Excerpted records below:
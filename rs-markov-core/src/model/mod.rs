//! Top-level module for the Markov chain engine.
//!
//! This module provides:
//! - A generic first-order transition model (`TransitionModel`)
//! - Its sparse row representation (`Row`)
//! - A word-level text layer built on top of it (`TextModel`)

/// Generic first-order Markov chain over a fixed state set.
///
/// Handles training, global normalization, weighted sampling,
/// chain generation and chain scoring.
pub mod transition_model;

/// Sparse outgoing edges of a single state.
///
/// Tracks transition weights in a stable order and supports weighted
/// random sampling.
pub mod row;

/// Word-level layer: tokenizes text and wires it into a `TransitionModel`.
pub mod text_model;
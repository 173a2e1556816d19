use std::path::Path;
use std::sync::LazyLock;

use log::{debug, info};
use rand::Rng;
use regex::Regex;

use super::transition_model::TransitionModel;
use crate::error::ChainError;
use crate::io::read_text;

/// Any run of characters outside the Unicode `\w` class.
static NON_WORD: LazyLock<Regex> = LazyLock::new(|| {
	// Should not panic, the pattern is a literal
	Regex::new(r"\W+").unwrap()
});

/// Splits a text into words.
///
/// Splits at each run of characters that are not valid word characters.
/// Empty pieces produced at the edges of the text (leading or trailing
/// punctuation) are dropped.
pub fn tokenize(text: &str) -> Vec<String> {
	NON_WORD
		.split(text)
		.filter(|word| !word.is_empty())
		.map(str::to_owned)
		.collect()
}

/// A transition model whose states are the words of a text.
///
/// The vocabulary (set of distinct words) becomes the state set, and the
/// ordered word list is the training sequence.
///
/// # Responsibilities
/// - Tokenize a text (or a file) into words
/// - Train the underlying [`TransitionModel`] on the word sequence
/// - Generate sentences and score them
#[derive(Clone, Debug)]
pub struct TextModel {
	/// Words of the text, in order.
	words: Vec<String>,
	model: TransitionModel<String>,
}

impl TextModel {
	/// Creates an untrained model from a text.
	pub fn new(text: &str) -> Self {
		let words = tokenize(text);
		let model = TransitionModel::new(words.iter().cloned());
		debug!("vocabulary of {} words from {} tokens", model.len(), words.len());
		Self { words, model }
	}

	/// Reads a whole file and creates an untrained model from its content.
	///
	/// # Errors
	/// Returns [`ChainError::Io`] if the file cannot be read.
	pub fn from_file<P: AsRef<Path>>(filepath: P) -> Result<Self, ChainError> {
		let text = read_text(&filepath)?;
		let model = Self::new(&text);
		info!(
			"loaded {}: {} words, {} distinct",
			filepath.as_ref().display(),
			model.words.len(),
			model.model.len()
		);
		Ok(model)
	}

	/// Words of the text, in order.
	pub fn words(&self) -> &[String] {
		&self.words
	}

	/// The underlying word-level transition model.
	pub fn model(&self) -> &TransitionModel<String> {
		&self.model
	}

	/// Trains the model on the text's own word sequence.
	///
	/// # Errors
	/// See [`TransitionModel::train`]. A text with fewer than two words is
	/// rejected with [`ChainError::InvalidInput`].
	pub fn train(&mut self) -> Result<(), ChainError> {
		self.model.train(&self.words)
	}

	/// Generates a sentence of `nwords + 1` words starting with `first_word`.
	///
	/// `first_word` must be present in the text used to train the model.
	pub fn generate_sentence<R: Rng + ?Sized>(&self, first_word: &str, nwords: usize, rng: &mut R) -> Result<Vec<String>, ChainError> {
		self.model.generate_chain(&first_word.to_owned(), nwords, rng)
	}

	/// Tokenizes `sentence` and scores the resulting word chain.
	///
	/// # Errors
	/// Returns [`ChainError::UnknownState`] when an evaluated word is not in the
	/// vocabulary (see [`TransitionModel::probability_of_chain`]).
	pub fn probability_of_sentence(&self, sentence: &str) -> Result<f64, ChainError> {
		self.model.probability_of_chain(&tokenize(sentence))
	}
}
End of Excerpted records.
• Activity
Whenever the word "sequence" shows up in a line of the entries, list that line.

• Output of the exercise
/// ordered word list is the training sequence.
/// - Train the underlying [`TransitionModel`] on the word sequence
	/// Trains the model on the text's own word sequence.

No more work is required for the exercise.